Tom Huddleston as Williams is sufficiently lanky, and does a fine job singing and moving like Hank did onstage, even on "Lovesick Blues," with the characteristic yodeling that earned Williams the moniker "Lovesick Blues Boy." The song's performance at his 1949 Grand Ole Opry debut is depicted, without showing the six encores he earned that day.

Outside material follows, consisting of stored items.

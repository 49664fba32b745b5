//! `@service` functions exposed through the service registry

mod common;

use autoscript_core::Context;
use autoscript_engine::{CompiledFunction, CompiledUnit, DecoratorCall, FunctionError, Invocation};
use autoscript_service_registry::ServiceError;
use common::*;
use serde_json::{json, Value};
use std::time::Duration;

fn service() -> DecoratorCall {
    DecoratorCall::new("service")
}

fn func1() -> CompiledFunction {
    CompiledFunction::new("func1", |inv: Invocation| async move {
        let seq_num = inv.globals.increment("seq_num", 1);
        let arg1 = inv.arg("arg1").cloned().unwrap_or(Value::Null);
        let arg2 = inv.arg("arg2").cloned().unwrap_or(Value::Null);
        inv.set_state("autoscript.done", format!("{} {} {}", seq_num, arg1, arg2))?;
        let caller = inv
            .arg("context")
            .and_then(|c| c.get("id"))
            .and_then(Value::as_str)
            .unwrap_or("none")
            .to_string();
        inv.set_state("autoscript.caller", caller)?;
        Ok::<(), FunctionError>(())
    })
    .param_default("arg1", 1)
    .param_default("arg2", 2)
    .param_default("context", Value::Null)
    .decorator(service())
}

fn func2() -> CompiledFunction {
    CompiledFunction::new("func2", |inv: Invocation| async move {
        let mut keys: Vec<&str> = inv.kwargs.keys().map(String::as_str).collect();
        keys.sort_unstable();
        inv.set_state("autoscript.func2_keys", keys.join(","))?;
        inv.set_state(
            "autoscript.func2_type",
            inv.arg_str("trigger_type").unwrap_or("?").to_string(),
        )?;
        Ok::<(), FunctionError>(())
    })
    .var_kwargs()
    .decorator(service())
}

fn failing() -> CompiledFunction {
    CompiledFunction::new("failing", |_inv| async {
        Err(FunctionError::raise("ValueError", "bad input"))
    })
    .decorator(service())
}

fn func_yaml() -> CompiledFunction {
    CompiledFunction::new("func_yaml", |_inv| async { Ok(()) })
        .param("arg1")
        .param("arg2")
        .doc("yaml\ndescription: This is func_yaml\nfields:\n  arg1:\n    description: This is arg1\n    example: 12\n")
        .decorator(service())
}

fn svc_unit() -> CompiledUnit {
    CompiledUnit::new("file.svc")
        .global("seq_num", 0)
        .function(func1())
        .function(func2())
        .function(failing())
        .function(func_yaml())
}

async fn setup() -> (TestHost, autoscript_engine::Autoscript) {
    let th = TestHost::new();
    let engine = th.engine();
    engine.setup(FakeLoader::new().with_unit(svc_unit()).shared());
    (th, engine)
}

#[tokio::test]
async fn test_service_binds_data_over_defaults() {
    let (th, engine) = setup().await;
    let caller = Context::new();

    let result = th
        .host
        .services
        .call(DOMAIN, "func1", json!({"arg1": 10}), caller.clone())
        .await;
    assert!(result.is_ok());
    // the call returns only once the function has finished
    assert_eq!(th.state("autoscript.done").as_deref(), Some("1 10 2"));
    assert_eq!(th.state("autoscript.caller"), Some(caller.id.clone()));

    th.call("func1", json!({"arg1": 3, "arg2": 4})).await.unwrap();
    assert_eq!(th.state("autoscript.done").as_deref(), Some("2 3 4"));

    engine.shutdown().await;
}

#[tokio::test]
async fn test_var_kwargs_receive_service_bindings() {
    let (th, engine) = setup().await;

    th.call("func2", json!({"x": 1, "y": "two"})).await.unwrap();
    assert_eq!(
        th.state("autoscript.func2_keys").as_deref(),
        Some("context,trigger_type,x,y")
    );
    assert_eq!(th.state("autoscript.func2_type").as_deref(), Some("service"));

    engine.shutdown().await;
}

#[tokio::test]
async fn test_failing_service_reports_error() {
    let (logs, _guard) = LogCapture::install();
    let (th, engine) = setup().await;

    let err = th.call("failing", json!({})).await.unwrap_err();
    assert!(matches!(&err, ServiceError::CallFailed(msg) if msg.contains("ValueError: bad input")));
    logs.assert_logged("Exception in <file.svc.failing>: ValueError: bad input");

    // the failure released nothing it should not have; later calls still work
    th.call("func1", json!({})).await.unwrap();
    assert_eq!(th.state("autoscript.done").as_deref(), Some("1 1 2"));

    engine.shutdown().await;
}

#[tokio::test]
async fn test_unknown_service() {
    let (th, engine) = setup().await;
    let err = th.call("nope", json!({})).await.unwrap_err();
    assert!(matches!(err, ServiceError::NotFound { .. }));
    engine.shutdown().await;
}

#[tokio::test]
async fn test_service_descriptions() {
    let (th, engine) = setup().await;

    let desc = th.host.services.get_service(DOMAIN, "func1").unwrap();
    assert_eq!(desc.description.as_deref(), Some("autoscript function func1()"));
    assert_eq!(
        serde_json::to_value(&desc.fields).unwrap(),
        json!({
            "arg1": {"description": "argument arg1"},
            "arg2": {"description": "argument arg2"},
        })
    );

    let desc = th.host.services.get_service(DOMAIN, "func_yaml").unwrap();
    assert_eq!(desc.description.as_deref(), Some("This is func_yaml"));
    assert_eq!(
        serde_json::to_value(&desc.fields).unwrap(),
        json!({"arg1": {"description": "This is arg1", "example": "12"}})
    );

    assert_eq!(
        engine.contexts().describe("file.svc", "func_yaml"),
        Some(desc)
    );

    engine.shutdown().await;
}

#[tokio::test]
async fn test_queued_service_discards_while_busy() {
    let th = TestHost::new();
    let engine = th.engine();
    let slow = CompiledFunction::new("slow", |inv: Invocation| async move {
        let runs = inv.globals.increment("runs", 1);
        inv.set_state("autoscript.runs", runs)?;
        while inv.get_state("autoscript.release").as_deref() != Some("go") {
            inv.sleep(Duration::from_millis(2)).await;
        }
        Ok::<(), FunctionError>(())
    })
    .decorator(service())
    .decorator(DecoratorCall::new("task_queue").arg("slow"));
    engine.setup(
        FakeLoader::new()
            .with_unit(CompiledUnit::new("file.slow").function(slow))
            .shared(),
    );

    let services = th.host.services.clone();
    let first = tokio::spawn(async move {
        services
            .call(DOMAIN, "slow", json!({}), Context::new())
            .await
    });
    th.wait_for_state("autoscript.runs", "1").await;

    th.call("slow", json!({})).await.unwrap();
    assert!(engine.tasks().is_group_busy("slow"));
    assert_eq!(th.state("autoscript.runs").as_deref(), Some("1"));

    th.set_state("autoscript.release", "go");
    first.await.unwrap().unwrap();
    assert!(!engine.tasks().is_group_busy("slow"));

    engine.shutdown().await;
}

We see precious little of Williams's performances in the film, which instead focuses on his turbulent relationship with his first wife, Audrey Sheppard—well played by Elisabeth Olsen—and his mother, played by the always-excellent Cherry Jones. As depicted, Sheppard, a singer/songwriter herself, did much to advance Williams's career, and wanted to share the spotlight with Hank, but she wasn't considered an asset to his career by the (male) musical hierarchy. Hank's alcoholism and womanizing, along with the usual life-on-the-road challenges, helped to tear their marriage apart just before his tragic and untimely death in a car accident in 1953, at the age of 29.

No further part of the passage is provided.